Perhaps the most appealing thing about Dinan is that it is very much a living town with a thriving and friendly local population; people who live, work and eat within its walls.

Eating and Drinking

The town is full of notable restaurants of all descriptions and prices and most are inside ancient buildings which have retained their historic character. Seafood is excellent, plentiful and cheap. You can eat a 3 or 4 course meal including a dozen oysters for less than the cost of the oysters in most English restaurants! If you fancy home cooking why not try a dozen or so shelled scallops from the market on Thursdays or from the fishmongers throughout the week: 3 to 4 euros per kilo  in Dinan, but a King's ransom in the UK! If seafood is not your choice do not worry. The traditional creperies, pizza places and traditional restaurants will satisfy every palate and budget. If you want to eat up market there are restaurants to match the finest in France, and if you want a break from French food, a range of ethnic restaurants [Algerian, Chinese, Vietnamese, and Indian] can be found. If you work up a thirst there are tea shops and coffee houses in abundance, and a variety of bars to suit most tastes. All of these establishments blend comfortably into the historical atmosphere of the town and because the town has a life of its own, most are open all year. This is one of the reasons why a travel writer puts Dinan:

Top of my list for an out of season break. 

Some Things to See and Do

Much pleasure is to be gained from just meandering around the largely traffic-free streets of  the old town. Walk around the ramparts and stroll up and down the Promenade des Petit Fosses. Visit the tourist office near the castle in the town. Previous visitors will remember that this used to be in the 16th century former hotel in the rue de l'horloge. The road is named after the nearby Tour de l'horloge, a late 15th century quadrangular clock tower that you can climb in summer to gain an excellent view of Dinan and its surroundings. Spot the names of the other streets named after medieval trades which filled the town 500 years ago such as the rue de la Poissonerie [fishmonger]; the rue de la Ferronnerie [ironmonger]; the place des Cordeliers [Franciscan friars]; and the place des  Merciers [haberdashers], where the highly regarded restaurant, La Mere Pouchel has the most famous of the many grand timber frame facades.

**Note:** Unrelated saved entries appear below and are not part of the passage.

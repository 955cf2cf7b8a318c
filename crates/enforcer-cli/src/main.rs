//! Enforcer CLI
//!
//! Keeps a VPN client installed, its service configured and running, its
//! window open and its tunnel connected.

mod cli;
mod commands;
mod error;
mod host;
mod logging;

use std::path::{Path, PathBuf};

use clap::Parser;
use colored::Colorize;
use enforcer_core::EnforcerConfig;

use cli::{Cli, Commands};
use commands::{Exit, Relaunch};
use error::Result;
use host::SystemHost;

fn main() {
    match run() {
        Ok(exit) => std::process::exit(exit.code()),
        Err(e) => {
            eprintln!("{}: {}", "error".red().bold(), e);
            std::process::exit(Exit::Failure.code());
        }
    }
}

fn run() -> Result<Exit> {
    let cli = Cli::parse();
    logging::init(cli.verbose, cli.quiet);

    match cli.command.clone().unwrap_or_default() {
        Commands::Init { path, force } => {
            commands::run_init(&path, force)?;
            Ok(Exit::Success)
        }
        Commands::Run { json } => {
            let config = load_config(&cli)?;
            let host = SystemHost::new();
            let relaunch = Relaunch::from_env(cli.elevated);
            commands::run_reconcile(host.collaborators(), &config, json, &relaunch)
        }
        Commands::Check { json } => {
            let config = load_config(&cli)?;
            let host = SystemHost::new();
            commands::run_check(host.collaborators(), &config, json)
        }
    }
}

/// Load the config named on the command line, or the one next to the executable
fn load_config(cli: &Cli) -> Result<EnforcerConfig> {
    let exe_dir = executable_dir();
    let (config, source) = EnforcerConfig::resolve(cli.config.as_deref(), exe_dir.as_deref())?;
    match source {
        Some(path) => tracing::debug!(path = %path.display(), "Loaded configuration"),
        None => tracing::debug!("Using built-in configuration"),
    }
    Ok(config)
}

fn executable_dir() -> Option<PathBuf> {
    let exe = std::env::current_exe().ok()?;
    exe.parent().map(Path::to_path_buf)
}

 Look out for the Chateau and the Musee de Dinan and don't miss the Jardin Anglais [English Garden]. This is on the site of an old cemetery behind the 12th century church of St. Sauveur and provides a cool and pleasant spot with stunning views of the Rance and the old port and bridge of Dinan in the valley below.

All of this is just a few minutes walk from the house in the rue de Petit Fort which together with the rue de Jerzual connects the centre of the old town with the old port of Dinan. Patricia Fenn describes the walking route from the Jardin Anglais down to the port as:

One of the most beguiling thoroughfares in Brittany.

You go via the rues du Rempart and Michel, into the rues du Jerzual and Petit Fort, winding through the 500 year old Jerzual Gate, between the half-timbered houses right down to the water.

There are boats to see and restaurants to savour at the port and if you wish you can take a river cruise or a boat all the way down the Rance to St. Malo. Alternatively, you can cross the gothic bridge and stroll upstream, under the viaduct and along the towpath to Lehon. This pleasant walk takes about forty minutes and you will find a 12th century abbey and castle, a bar/restaurant and an open air swimming pool within the village.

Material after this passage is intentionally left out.